The portraits look like they were made by digital artists, and in a way, they were. But no one is getting paid or even getting credit for making them. This is because these pieces were not made by people. Someone used a machine to make them.
With the Lensa AI app by Prisma Labs, your selfies can be turned into customised portraits using artificial intelligence. This lets users be whoever they want to be. But even though it's a huge hit on social media, digital artists don't like the app because they say the works it makes are based on stolen art.
Not up to date? What you need to know is listed below.
How do people use Lensa?
Lensa AI makes it easy and cheap to make these digital portraits, two things that have no doubt contributed to the app's meteoric rise in recent weeks.
Statista says that more than 5 million people have downloaded Lensa AI since November, when the "magic avatar" feature was added.
Usually, a subscription costs about 100 euros per year, but users can get a 7-day free trial. Everyone has to pay an extra 4 euros to use the "magic avatar" feature, which makes 50 fantastic portraits.
Users have to post 10–20 selfies to the app before they can see their portraits. Lensa tells them to take pictures from different angles and with different expressions on their faces to get the best results. It also tells them that the final images may have "inaccuracies or defects."
Some of these problems show up as extra arms and legs or heads that turn in strange ways.
After the app has had about 10 minutes to run the user's photos through its AI model, it spits out different avatars. Then, users can save them to their devices and share them on any social media platform they want.
In a long FAQ, Prisma Labs said that users' photos are deleted from its servers as soon as avatars are made. This is done to protect users' information.
The avatars are kept for "as long as it takes to provide our users with the service," according to Prisma Labs. Each avatar belongs to the user who made it.
Why should artists be afraid of lenses?
As millions of people around the world fell in love with their magical avatars, online artist communities started to feel worried.
Not only did these AI-made portraits take away commissions from digital artists, but some of those artists' works were used to train the AI model that made them, often without their permission.
It's true that Lensa trains its AI with a copy of Stable Diffusion, an open-source neural network model. The model uses billions of images from all over the internet, which are put together in a set called LAION-5B.
Stable Diffusion then uses these images to learn how to make new works that, according to Lensa, "aren't copies of any particular artist's work." The copyright law isn't clear about these datasets. On its website, LAION says that the datasets don't break copyright laws because they only list the URLs of images. Instead, they act as indices to the internet.
The CEO of Stability AI, the company that made Stable Diffusion, also defended the AI model and the way it learns from machines. But even if AI art can get past legal problems, it's not clear what the right thing to do is when it comes to these image generators.

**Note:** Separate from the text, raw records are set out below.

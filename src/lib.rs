//! linscale - scaling transformations on 2D/3D/4D vectors
//!
//! The math lives in [`linscale_math`]; this crate adds layered
//! configuration ([`config`]) and configured scaling runs ([`job`]).

pub mod config;
pub mod job;

// Re-export the math crate for convenience
pub use linscale_math as math;
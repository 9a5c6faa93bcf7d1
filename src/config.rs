//! Application configuration
//!
//! Configuration is loaded from multiple sources with the following priority (lowest to highest):
//! 1. `config/default.toml` (version controlled)
//! 2. `config/user.toml` (gitignored, user overrides)
//! 3. Environment variables (`LINSCALE_SECTION__KEY`)

use figment::{Figment, providers::{Format, Toml, Env}};
use serde::{Serialize, Deserialize};
use std::path::Path;

/// Main application configuration
#[derive(Debug, Clone, Default, Serialize, Deserialize)]
pub struct AppConfig {
    /// Scaling job configuration
    #[serde(default)]
    pub job: JobConfig,
    /// Debug configuration
    #[serde(default)]
    pub debug: DebugConfig,
}

impl AppConfig {
    /// Load configuration from default locations
    ///
    /// Priority (lowest to highest):
    /// 1. `config/default.toml`
    /// 2. `config/user.toml`
    /// 3. Environment variables (`LINSCALE_*`)
    pub fn load() -> Result<Self, ConfigError> {
        Self::load_from("config")
    }

    /// Load configuration from a specific config directory
    pub fn load_from<P: AsRef<Path>>(config_dir: P) -> Result<Self, ConfigError> {
        let config_dir = config_dir.as_ref();
        let default_path = config_dir.join("default.toml");
        let user_path = config_dir.join("user.toml");

        let mut figment = Figment::new();

        if default_path.exists() {
            figment = figment.merge(Toml::file(&default_path));
        }

        // Load user config (optional)
        if user_path.exists() {
            figment = figment.merge(Toml::file(&user_path));
        }

        // Environment variables override everything
        // LINSCALE_JOB__AXIS_FACTOR=3 -> job.axis_factor = 3.0
        figment = figment.merge(Env::prefixed("LINSCALE_").split("__"));

        figment.extract().map_err(ConfigError::from)
    }
}

/// Scaling job configuration
///
/// All component lists must have the same length (2, 3 or 4).
#[derive(Debug, Clone, Serialize, Deserialize)]
#[serde(default)]
pub struct JobConfig {
    /// Vector the scales are applied to
    pub vector: Vec<f32>,
    /// Per-axis factors for the axis-aligned scale
    pub factors: Vec<f32>,
    /// Factor for the uniform scale
    pub uniform_factor: f32,
    /// Direction for the arbitrary-axis scale (need not be unit length)
    #[serde(skip_serializing_if = "Option::is_none")]
    pub axis: Option<Vec<f32>>,
    /// Factor applied along `axis`
    pub axis_factor: f32,
}

impl Default for JobConfig {
    fn default() -> Self {
        Self {
            vector: vec![1.0, 0.0],
            factors: vec![2.0, 1.0],
            uniform_factor: 2.0,
            axis: Some(vec![1.0, 1.0]),
            axis_factor: 2.0,
        }
    }
}

/// Debug configuration
#[derive(Debug, Clone, Serialize, Deserialize)]
#[serde(default)]
pub struct DebugConfig {
    /// Log level (error, warn, info, debug, trace)
    pub log_level: String,
}

impl Default for DebugConfig {
    fn default() -> Self {
        Self {
            log_level: "info".to_string(),
        }
    }
}

/// Configuration error
#[derive(Debug)]
pub struct ConfigError {
    message: String,
}

impl From<figment::Error> for ConfigError {
    fn from(e: figment::Error) -> Self {
        ConfigError {
            message: e.to_string(),
        }
    }
}

impl std::fmt::Display for ConfigError {
    fn fmt(&self, f: &mut std::fmt::Formatter<'_>) -> std::fmt::Result {
        write!(f, "Configuration error: {}", self.message)
    }
}

impl std::error::Error for ConfigError {}
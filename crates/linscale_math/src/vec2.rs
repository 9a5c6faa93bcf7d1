//! 2D Vector type

use std::fmt;
use std::ops::{Index, IndexMut};

use bytemuck::{Pod, Zeroable};
use serde::{Serialize, Deserialize};

use crate::error::{check_len, MathError};

/// 2D Vector with x, y components
#[repr(C)]
#[derive(Clone, Copy, Debug, Default, PartialEq, Pod, Zeroable, Serialize, Deserialize)]
pub struct Vec2 {
    pub x: f32,
    pub y: f32,
}

impl Vec2 {
    pub const ZERO: Self = Self { x: 0.0, y: 0.0 };
    pub const X: Self = Self { x: 1.0, y: 0.0 };
    pub const Y: Self = Self { x: 0.0, y: 1.0 };

    /// Create a new Vec2
    #[inline]
    pub const fn new(x: f32, y: f32) -> Self {
        Self { x, y }
    }

    /// Vector with every component set to `v`
    #[inline]
    pub const fn splat(v: f32) -> Self {
        Self { x: v, y: v }
    }

    /// Component at `index`, or `None` when out of range
    #[inline]
    pub fn get(&self, index: usize) -> Option<f32> {
        match index {
            0 => Some(self.x),
            1 => Some(self.y),
            _ => None,
        }
    }

    /// Dot product
    #[inline]
    pub fn dot(self, other: Self) -> f32 {
        self.x * other.x + self.y * other.y
    }

    /// Length squared (faster than length)
    #[inline]
    pub fn length_squared(self) -> f32 {
        self.dot(self)
    }

    /// Length (magnitude)
    #[inline]
    pub fn length(self) -> f32 {
        self.length_squared().sqrt()
    }

    /// Largest absolute component
    #[inline]
    pub fn max_abs_component(self) -> f32 {
        self.x.abs().max(self.y.abs())
    }

    /// True when no component is infinite or NaN
    #[inline]
    pub fn is_finite(self) -> bool {
        self.x.is_finite() && self.y.is_finite()
    }

    /// Normalize to unit length
    ///
    /// Fails with [`MathError::ZeroLength`] for the zero vector and with
    /// [`MathError::NonFinite`] when a component is infinite or NaN.
    #[inline]
    pub fn normalized(self) -> Result<Self, MathError> {
        // Divide by the largest component first so the length cannot
        // overflow or underflow for finite input
        let max = self.max_abs_component();
        if !self.is_finite() {
            return Err(MathError::NonFinite);
        }
        if max == 0.0 {
            return Err(MathError::ZeroLength);
        }
        let scaled = self / max;
        Ok(scaled / scaled.length())
    }

    /// Projection of `self` onto `onto`
    ///
    /// `onto` must be non-zero.
    #[inline]
    pub fn project(self, onto: Self) -> Self {
        debug_assert!(onto != Self::ZERO, "cannot project onto the zero vector");
        onto * (self.dot(onto) / onto.dot(onto))
    }

    /// Component of `self` orthogonal to `from`
    ///
    /// `from` must be non-zero.
    #[inline]
    pub fn reject(self, from: Self) -> Self {
        self - self.project(from)
    }

    /// Component-wise multiplication (Hadamard product)
    #[inline]
    pub fn component_mul(self, other: Self) -> Self {
        Self::new(self.x * other.x, self.y * other.y)
    }

    #[inline]
    pub fn to_array(self) -> [f32; 2] {
        [self.x, self.y]
    }
}

impl Index<usize> for Vec2 {
    type Output = f32;
    #[inline]
    fn index(&self, index: usize) -> &f32 {
        match index {
            0 => &self.x,
            1 => &self.y,
            _ => panic!("Vec2 index out of range: {}", index),
        }
    }
}

impl IndexMut<usize> for Vec2 {
    #[inline]
    fn index_mut(&mut self, index: usize) -> &mut f32 {
        match index {
            0 => &mut self.x,
            1 => &mut self.y,
            _ => panic!("Vec2 index out of range: {}", index),
        }
    }
}

impl From<[f32; 2]> for Vec2 {
    #[inline]
    fn from(a: [f32; 2]) -> Self {
        Self::new(a[0], a[1])
    }
}

impl From<Vec2> for [f32; 2] {
    #[inline]
    fn from(v: Vec2) -> Self {
        v.to_array()
    }
}

impl TryFrom<&[f32]> for Vec2 {
    type Error = MathError;

    fn try_from(components: &[f32]) -> Result<Self, MathError> {
        check_len(components, 2)?;
        Ok(Self::new(components[0], components[1]))
    }
}

impl fmt::Display for Vec2 {
    fn fmt(&self, f: &mut fmt::Formatter<'_>) -> fmt::Result {
        write!(f, "({}, {})", self.x, self.y)
    }
}

// Operator overloads

impl std::ops::Add for Vec2 {
    type Output = Self;
    #[inline]
    fn add(self, other: Self) -> Self {
        Self::new(self.x + other.x, self.y + other.y)
    }
}

impl std::ops::AddAssign for Vec2 {
    #[inline]
    fn add_assign(&mut self, other: Self) {
        self.x += other.x;
        self.y += other.y;
    }
}

impl std::ops::Sub for Vec2 {
    type Output = Self;
    #[inline]
    fn sub(self, other: Self) -> Self {
        Self::new(self.x - other.x, self.y - other.y)
    }
}

impl std::ops::SubAssign for Vec2 {
    #[inline]
    fn sub_assign(&mut self, other: Self) {
        self.x -= other.x;
        self.y -= other.y;
    }
}

impl std::ops::Mul<f32> for Vec2 {
    type Output = Self;
    #[inline]
    fn mul(self, scalar: f32) -> Self {
        Self::new(self.x * scalar, self.y * scalar)
    }
}

impl std::ops::Mul<Vec2> for f32 {
    type Output = Vec2;
    #[inline]
    fn mul(self, v: Vec2) -> Vec2 {
        v * self
    }
}

impl std::ops::MulAssign<f32> for Vec2 {
    #[inline]
    fn mul_assign(&mut self, scalar: f32) {
        self.x *= scalar;
        self.y *= scalar;
    }
}

impl std::ops::Neg for Vec2 {
    type Output = Self;
    #[inline]
    fn neg(self) -> Self {
        Self::new(-self.x, -self.y)
    }
}

impl std::ops::Div<f32> for Vec2 {
    type Output = Self;
    #[inline]
    fn div(self, scalar: f32) -> Self {
        Self::new(self.x / scalar, self.y / scalar)
    }
}

impl std::ops::DivAssign<f32> for Vec2 {
    #[inline]
    fn div_assign(&mut self, scalar: f32) {
        self.x /= scalar;
        self.y /= scalar;
    }
}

Artists talked about how they can regain control of their work in the age of machine learning after Lensa AI's magic avatars went viral.
One of the resources available to them is the search engine haveibeentrained.com.Mat Dryhurst and Holly Herndon, two artists based in Berlin, made it.
It lets artists check to see if their work is in the LAION datasets used to train AI, and if it is, they can choose not to have it there if they want to.
Dryhurst told Euronews Culture in an email that Stability AI and LAION have agreed to honour any request from an artist to opt out.
The European Union's Data Protection Act (GDPR) also lets EU citizens contact LAION directly to ask that their name or a picture of them be taken out of the dataset.
But Dryhurst said that more needs to be said about consent and working together in the art world than just the technical way to opt out.
According to Dryhurst, the recent uproar over artificial intelligence-created art is most likely the result of people's growing resentment over how art has lost value in society over the past century.